I would be lying if I said that my trip to Thailand wasn’t – in part – an attempt to escape West Texas. It wasn’t the whole reason. And it wasn’t an escape like the kind I talked about in my post “Escape to Atlantis“. I just needed a reprieve from the dull, rolling plains and the reminders of heartbreak. What better cure for emotional and mental stagnation than an adventure full of inspiration?

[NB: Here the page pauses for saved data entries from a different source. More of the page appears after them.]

//! FFprobe adapter for media file probing
//!
//! Runs `ffprobe -print_format json` and keeps the first video and audio
//! stream of the container.

use std::path::Path;

use async_trait::async_trait;
use serde::Deserialize;

use crate::adapters::command::ToolCommand;
use crate::domain::errors::*;
use crate::domain::model::*;
use crate::ports::*;

const TOOL: &str = "ffprobe";

/// FFprobe-based probe adapter
pub struct FFprobeAdapter {
    binary: String,
}

impl FFprobeAdapter {
    pub fn new(binary: impl Into<String>) -> Self {
        Self {
            binary: binary.into(),
        }
    }
}

#[derive(Debug, Deserialize)]
struct ProbeOutput {
    #[serde(default)]
    format: Option<ProbeFormat>,
    #[serde(default)]
    streams: Vec<ProbeStream>,
}

#[derive(Debug, Deserialize)]
struct ProbeFormat {
    #[serde(default)]
    format_name: String,
    #[serde(default)]
    duration: Option<String>,
    #[serde(default)]
    size: Option<String>,
    #[serde(default)]
    bit_rate: Option<String>,
}

#[derive(Debug, Deserialize)]
struct ProbeStream {
    #[serde(default)]
    codec_type: String,
    #[serde(default)]
    codec_name: String,
    #[serde(default)]
    width: Option<u32>,
    #[serde(default)]
    height: Option<u32>,
    #[serde(default)]
    r_frame_rate: Option<String>,
    #[serde(default)]
    channels: Option<u32>,
    #[serde(default)]
    sample_rate: Option<String>,
}

#[async_trait]
impl ProbePort for FFprobeAdapter {
    async fn probe(&self, file_path: &Path) -> Result<MediaInfo, DomainError> {
        if !file_path.is_file() {
            return Err(DomainError::FileNotFound(file_path.display().to_string()));
        }

        let output = ToolCommand::new(TOOL, &self.binary)
            .args(["-v", "quiet", "-print_format", "json", "-show_format", "-show_streams"])
            .arg(file_path)
            .run()
            .await?;

        let mut info = parse_probe_output(file_path, &String::from_utf8_lossy(&output.stdout))?;
        if info.size == 0 {
            info.size = tokio::fs::metadata(file_path).await?.len();
        }
        Ok(info)
    }
}

/// Build a `MediaInfo` from ffprobe's JSON report
pub fn parse_probe_output(path: &Path, json: &str) -> Result<MediaInfo, DomainError> {
    let raw: ProbeOutput = serde_json::from_str(json)
        .map_err(|e| DomainError::ParseError(format!("ffprobe output: {}", e)))?;
    let format = raw
        .format
        .ok_or_else(|| DomainError::ParseError("ffprobe reported no format section".to_string()))?;

    let video = raw
        .streams
        .iter()
        .find(|s| s.codec_type == "video")
        .map(|s| VideoStreamInfo {
            codec: s.codec_name.clone(),
            width: s.width.unwrap_or(0),
            height: s.height.unwrap_or(0),
            fps: s.r_frame_rate.as_deref().map(parse_frame_rate).unwrap_or(0.0),
        });
    let audio = raw
        .streams
        .iter()
        .find(|s| s.codec_type == "audio")
        .map(|s| AudioStreamInfo {
            codec: s.codec_name.clone(),
            channels: s.channels.unwrap_or(0),
            sample_rate: s
                .sample_rate
                .as_deref()
                .and_then(|r| r.parse().ok())
                .unwrap_or(0),
        });

    Ok(MediaInfo {
        path: path.to_string_lossy().to_string(),
        duration: format
            .duration
            .as_deref()
            .and_then(|d| d.parse().ok())
            .unwrap_or(0.0),
        size: format.size.as_deref().and_then(|s| s.parse().ok()).unwrap_or(0),
        format: format.format_name,
        bit_rate: format.bit_rate.as_deref().and_then(|b| b.parse().ok()),
        video,
        audio,
    })
}

/// `30000/1001` style rational to frames per second
pub fn parse_frame_rate(rate: &str) -> f64 {
    match rate.split_once('/') {
        Some((num, den)) => {
            let num: f64 = num.trim().parse().unwrap_or(0.0);
            let den: f64 = den.trim().parse().unwrap_or(0.0);
            if den == 0.0 {
                0.0
            } else {
                round2(num / den)
            }
        }
        None => rate.trim().parse().unwrap_or(0.0),
    }
}
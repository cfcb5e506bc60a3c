//! Spawning external binaries
//!
//! Every adapter talks to its tool through `ToolCommand` so that a missing
//! binary and a failing run map to the same domain errors everywhere.

use std::ffi::OsStr;
use std::process::{Output, Stdio};

use tokio::process::Command;
use tracing::debug;

use crate::domain::errors::DomainError;

/// An external tool invocation
pub struct ToolCommand {
    tool: String,
    command: Command,
}

impl ToolCommand {
    /// Start building an invocation of `program`; `tool` names it in errors
    pub fn new(tool: &str, program: &str) -> Self {
        let mut command = Command::new(program);
        command
            .stdin(Stdio::null())
            .stdout(Stdio::piped())
            .stderr(Stdio::piped())
            .kill_on_drop(true);
        Self {
            tool: tool.to_string(),
            command,
        }
    }

    pub fn arg<S: AsRef<OsStr>>(mut self, arg: S) -> Self {
        self.command.arg(arg);
        self
    }

    pub fn args<I, S>(mut self, args: I) -> Self
    where
        I: IntoIterator<Item = S>,
        S: AsRef<OsStr>,
    {
        self.command.args(args);
        self
    }

    /// Run to completion regardless of exit status
    pub async fn output(mut self) -> Result<Output, DomainError> {
        debug!(tool = %self.tool, command = ?self.command.as_std(), "Running external tool");
        let tool = self.tool.clone();
        self.command.output().await.map_err(|e| spawn_error(&tool, e))
    }

    /// Run to completion; a non-zero exit becomes `ToolFailed`
    pub async fn run(self) -> Result<Output, DomainError> {
        let tool = self.tool.clone();
        let output = self.output().await?;
        if !output.status.success() {
            return Err(DomainError::tool_failed(
                &tool,
                &String::from_utf8_lossy(&output.stderr),
            ));
        }
        Ok(output)
    }

    /// Hand over the underlying command for streaming use
    pub fn into_inner(self) -> (String, Command) {
        (self.tool, self.command)
    }
}

/// Map a spawn failure; `NotFound` means the binary is not installed
pub fn spawn_error(tool: &str, err: std::io::Error) -> DomainError {
    if err.kind() == std::io::ErrorKind::NotFound {
        DomainError::ToolMissing(tool.to_string())
    } else {
        DomainError::ToolFailed {
            tool: tool.to_string(),
            message: err.to_string(),
        }
    }
}
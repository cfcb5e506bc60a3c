// Application layer - Use case interactors

pub mod batch_interactor;
pub mod container;
pub mod inspect_interactor;
pub mod process_interactor;
pub mod split_interactor;

#[cfg(test)]
pub(crate) mod test_support;

use crate::adapters::toml_config::AppConfig;
use crate::domain::errors::DomainError;
use crate::domain::model::*;

// Re-export interactors
pub use batch_interactor::{BatchInteractor, BatchItem, BatchReport, BatchRequest};
pub use container::{AppContainer, DefaultAppContainer};
pub use inspect_interactor::InspectInteractor;
pub use process_interactor::{ProcessInteractor, ProcessRequest};
pub use split_interactor::{SplitInteractor, SplitRequest};

/// Detector tuning for scene and silence analysis
#[derive(Debug, Clone, Copy, PartialEq)]
pub struct AnalysisSettings {
    pub scene_threshold: f64,
    pub silence_noise_db: f64,
    pub silence_min_duration: f64,
}

impl Default for AnalysisSettings {
    fn default() -> Self {
        Self {
            scene_threshold: 0.3,
            silence_noise_db: -40.0,
            silence_min_duration: 1.0,
        }
    }
}

/// Everything that shapes how one video is cut
#[derive(Debug, Clone, PartialEq)]
pub struct SplitOptions {
    pub window: DurationWindow,
    pub strategy: SplitStrategy,
    pub captions: bool,
    pub caption_style: CaptionStyle,
    pub settings: EncodeSettings,
    pub analysis: AnalysisSettings,
}

impl Default for SplitOptions {
    fn default() -> Self {
        Self {
            window: DurationWindow::default(),
            strategy: SplitStrategy::Auto,
            captions: true,
            caption_style: CaptionStyle::Standard,
            settings: EncodeSettings::default(),
            analysis: AnalysisSettings::default(),
        }
    }
}

impl SplitOptions {
    /// Options as configured, before any per-request overrides
    pub fn from_config(config: &AppConfig) -> Result<Self, DomainError> {
        Ok(Self {
            window: config.window()?,
            strategy: config.split.strategy,
            captions: config.download.captions,
            caption_style: config.download.caption_style,
            settings: config.encode.clone(),
            analysis: AnalysisSettings {
                scene_threshold: config.split.scene_threshold,
                silence_noise_db: config.split.silence_noise_db,
                silence_min_duration: config.split.silence_min_duration,
            },
        })
    }
}
//! Command-line argument definitions

use std::path::PathBuf;

use clap::{ArgGroup, Args};
use clap_num::number_range;

use crate::adapters::toml_config::AppConfig;
use crate::domain::errors::DomainError;
use crate::domain::model::*;

fn crf_range(s: &str) -> Result<u8, String> {
    number_range(s, 0, 51)
}

/// Clip length as seconds or `MM:SS`, within the allowed window bounds
fn clip_length(s: &str) -> Result<f64, String> {
    let seconds = TimeSpec::parse(s).map_err(|e| e.to_string())?.as_seconds();
    if !(MIN_CLIP_SECONDS..=MAX_CLIP_SECONDS).contains(&seconds) {
        return Err(format!(
            "must be between {} and {} seconds",
            MIN_CLIP_SECONDS, MAX_CLIP_SECONDS
        ));
    }
    Ok(seconds)
}

fn jobs_range(s: &str) -> Result<usize, String> {
    number_range(s, 1, 16)
}

/// Options shared by `split` and `batch`
#[derive(Args, Debug, Default)]
pub struct SplitFlags {
    /// Minimum clip duration (seconds or MM:SS)
    #[arg(long, value_parser = clip_length)]
    pub min: Option<f64>,

    /// Maximum clip duration (seconds or MM:SS)
    #[arg(long, value_parser = clip_length)]
    pub max: Option<f64>,

    /// Download quality (best, 1080p, 720p, 480p, 360p)
    #[arg(short, long)]
    pub quality: Option<String>,

    /// Do not burn in captions
    #[arg(long)]
    pub no_captions: bool,

    /// Caption style (standard, minimal, bold, outline)
    #[arg(long)]
    pub caption_style: Option<String>,

    /// Split point strategy (auto, scene, silence, equal)
    #[arg(long)]
    pub strategy: Option<String>,

    /// Output directory for clips
    #[arg(short, long)]
    pub output_dir: Option<PathBuf>,

    /// Write clips into a timestamped sub-directory
    #[arg(long)]
    pub timestamped: bool,

    /// Keep the downloaded source video next to the clips
    #[arg(long)]
    pub keep_source: bool,

    /// Constant Rate Factor (0-51)
    #[arg(long, value_parser = crf_range)]
    pub crf: Option<u8>,

    /// Encoding preset
    #[arg(long)]
    pub preset: Option<String>,

    /// Encoder threads
    #[arg(long)]
    pub threads: Option<usize>,

    /// Print the report as JSON
    #[arg(long)]
    pub json: bool,
}

impl SplitFlags {
    /// Layer the flags that were given over `config`
    pub fn apply(&self, config: &mut AppConfig) -> Result<(), DomainError> {
        if let Some(min) = self.min {
            config.split.min_duration = min;
        }
        if let Some(max) = self.max {
            config.split.max_duration = max;
        }
        if let Some(quality) = &self.quality {
            config.download.quality = VideoQuality::parse(quality)?;
        }
        if self.no_captions {
            config.download.captions = false;
        }
        if let Some(style) = &self.caption_style {
            config.download.caption_style = CaptionStyle::parse(style)?;
        }
        if let Some(strategy) = &self.strategy {
            config.split.strategy = SplitStrategy::parse(strategy)?;
        }
        if let Some(dir) = &self.output_dir {
            config.output.directory = dir.clone();
        }
        if self.timestamped {
            config.output.timestamped = true;
        }
        if self.keep_source {
            config.output.keep_source = true;
        }
        if let Some(crf) = self.crf {
            config.encode.crf = crf;
        }
        if let Some(preset) = &self.preset {
            config.encode.preset = preset.clone();
        }
        if let Some(threads) = self.threads {
            config.encode.threads = threads;
        }
        Ok(())
    }
}

/// Arguments for the split command
#[derive(Args, Debug)]
#[command(group(ArgGroup::new("source").required(true).args(["url", "input"])))]
pub struct SplitArgs {
    /// YouTube video URL
    #[arg(short, long)]
    pub url: Option<String>,

    /// Local video file instead of a download
    #[arg(short, long)]
    pub input: Option<PathBuf>,

    /// SRT file to caption a local input with
    #[arg(long, requires = "input")]
    pub subtitles: Option<PathBuf>,

    #[command(flatten)]
    pub flags: SplitFlags,
}

/// Arguments for the batch command
#[derive(Args, Debug)]
pub struct BatchArgs {
    /// File with one URL per line
    #[arg(short, long)]
    pub file: PathBuf,

    /// Videos processed concurrently
    #[arg(short, long, default_value = "1", value_parser = jobs_range)]
    pub jobs: usize,

    #[command(flatten)]
    pub flags: SplitFlags,
}

/// Arguments for the inspect command
#[derive(Args, Debug)]
pub struct InspectArgs {
    /// Input video file path
    #[arg(short, long)]
    pub input: PathBuf,

    /// Output in JSON format
    #[arg(long)]
    pub json: bool,
}

/// Arguments for the serve command
#[derive(Args, Debug)]
pub struct ServeArgs {
    /// Address to listen on (HOST:PORT)
    #[arg(long)]
    pub addr: Option<String>,
}

#[cfg(test)]
mod tests {
    use super::*;
    use crate::cli::{Cli, Commands};
    use clap::Parser;

    #[test]
    fn test_split_requires_a_source() {
        assert!(Cli::try_parse_from(["ytsplit", "split"]).is_err());
        assert!(Cli::try_parse_from([
            "ytsplit", "split", "--url", "https://youtu.be/dQw4w9WgXcQ", "--input", "a.mp4"
        ])
        .is_err());
    }

    #[test]
    fn test_split_flags_parse_and_apply() {
        let cli = Cli::try_parse_from([
            "ytsplit",
            "--log-level",
            "debug",
            "split",
            "--url",
            "https://youtu.be/dQw4w9WgXcQ",
            "--min",
            "20",
            "--max",
            "40",
            "--quality",
            "720p",
            "--no-captions",
            "--crf",
            "28",
        ])
        .unwrap();
        assert_eq!(cli.log_level.as_deref(), Some("debug"));

        let Commands::Split(args) = cli.command else {
            panic!("expected split");
        };
        let mut config = AppConfig::default();
        args.flags.apply(&mut config).unwrap();
        assert_eq!(config.split.min_duration, 20.0);
        assert_eq!(config.split.max_duration, 40.0);
        assert_eq!(config.download.quality, VideoQuality::P720);
        assert!(!config.download.captions);
        assert_eq!(config.encode.crf, 28);
    }

    #[test]
    fn test_out_of_range_values_are_rejected() {
        assert!(Cli::try_parse_from([
            "ytsplit", "split", "--input", "a.mp4", "--crf", "52"
        ])
        .is_err());
        assert!(Cli::try_parse_from([
            "ytsplit", "split", "--input", "a.mp4", "--min", "0"
        ])
        .is_err());
        assert!(Cli::try_parse_from(["ytsplit", "batch", "--file", "u.txt", "--jobs", "0"]).is_err());
        assert!(Cli::try_parse_from([
            "ytsplit", "split", "--input", "a.mp4", "--max", "75:30"
        ])
        .is_err());
    }

    #[test]
    fn test_clip_length_accepts_minutes_and_seconds() {
        assert_eq!(clip_length("45").unwrap(), 45.0);
        assert_eq!(clip_length("1:30").unwrap(), 90.0);
        assert_eq!(clip_length("0.5").unwrap_err(), "must be between 1 and 3600 seconds");
        assert!(clip_length("1:00:01").is_err());
    }

    #[test]
    fn test_unknown_style_fails_on_apply() {
        let flags = SplitFlags {
            caption_style: Some("neon".to_string()),
            ..SplitFlags::default()
        };
        assert!(flags.apply(&mut AppConfig::default()).is_err());
    }
}
impl VideoQuality {
    pub const ALL: [VideoQuality; 5] = [
        VideoQuality::Best,
        VideoQuality::P1080,
        VideoQuality::P720,
        VideoQuality::P480,
        VideoQuality::P360,
    ];

    /// Parse quality from string
    pub fn parse(quality_str: &str) -> Result<Self, DomainError> {
        match quality_str.trim().to_lowercase().as_str() {
            "best" => Ok(VideoQuality::Best),
            "1080p" | "1080" => Ok(VideoQuality::P1080),
            "720p" | "720" => Ok(VideoQuality::P720),
            "480p" | "480" => Ok(VideoQuality::P480),
            "360p" | "360" => Ok(VideoQuality::P360),
            _ => Err(DomainError::BadArgs(format!(
                "Invalid quality: {}. Valid qualities: best, 1080p, 720p, 480p, 360p",
                quality_str
            ))),
        }
    }

    pub fn as_str(&self) -> &'static str {
        match self {
            VideoQuality::Best => "best",
            VideoQuality::P1080 => "1080p",
            VideoQuality::P720 => "720p",
            VideoQuality::P480 => "480p",
            VideoQuality::P360 => "360p",
        }
    }

    /// Maximum frame height, `None` for unrestricted
    pub fn max_height(&self) -> Option<u32> {
        match self {
            VideoQuality::Best => None,
            VideoQuality::P1080 => Some(1080),
            VideoQuality::P720 => Some(720),
            VideoQuality::P480 => Some(480),
            VideoQuality::P360 => Some(360),
        }
    }

    /// yt-dlp `--format` selector for this quality
    pub fn format_selector(&self) -> String {
        match self.max_height() {
            None => "bestvideo[ext=mp4]+bestaudio[ext=m4a]/best[ext=mp4]/best".to_string(),
            Some(h) => format!(
                "bestvideo[height<={h}][ext=mp4]+bestaudio[ext=m4a]/best[height<={h}]"
            ),
        }
    }
}

impl fmt::Display for VideoQuality {
    fn fmt(&self, f: &mut fmt::Formatter<'_>) -> fmt::Result {
        f.write_str(self.as_str())
    }
}

impl TryFrom<String> for VideoQuality {
    type Error = DomainError;

    fn try_from(value: String) -> Result<Self, Self::Error> {
        Self::parse(&value)
    }
}

impl From<VideoQuality> for String {
    fn from(value: VideoQuality) -> Self {
        value.as_str().to_string()
    }
}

So when I think of being unable to leave the States, it’s difficult to grasp. This trip has been so rewarding. I wouldn’t trade it for anything. It was so easy for me to do! Hop on a plane, fly around the world, pass through customs, and voila! But my best friend (Venezuelan) can’t leave the States. And the girls I met in Mae Hong Son (the Karenni girls from left above, Ida, Dima, Mimi, Mithi, and Symmetweh) can’t leave the border of the forests that surrounds them.
It’s been over a week since I left their peaceful, humble village in the mountains and I miss them so much. I could go back to visit them, of course. But they can’t visit me. They are refugees who crossed the Thai border from Burma and now live in the mountains. They are wonderful young adults who stayed up with me every night to laugh and swap stories. Then they showed us city-folk how to bathe in a stream. They demonstrated using rocks to exfoliate and teased us when we tried to rub our faces with them. And most heartbreaking of all, they cried when we left.
These girls hardly dare to dream beyond the surrounding trees. It almost makes me feel guilty for daily pursuing a dream to write. My feet ache to move, so I travel. My fingers itch to type, so I write. For the girls, they settle on a future within the camp. They have so many dreams and wishes, but so little hope that they will come to fruition.
Since this was more of an open-ended thought with no real conclusion, I will end with a few words of encouragement:
To those who wish to roam, don’t take your leave for granted.
To those still stuck at home, don’t forsake your dreams.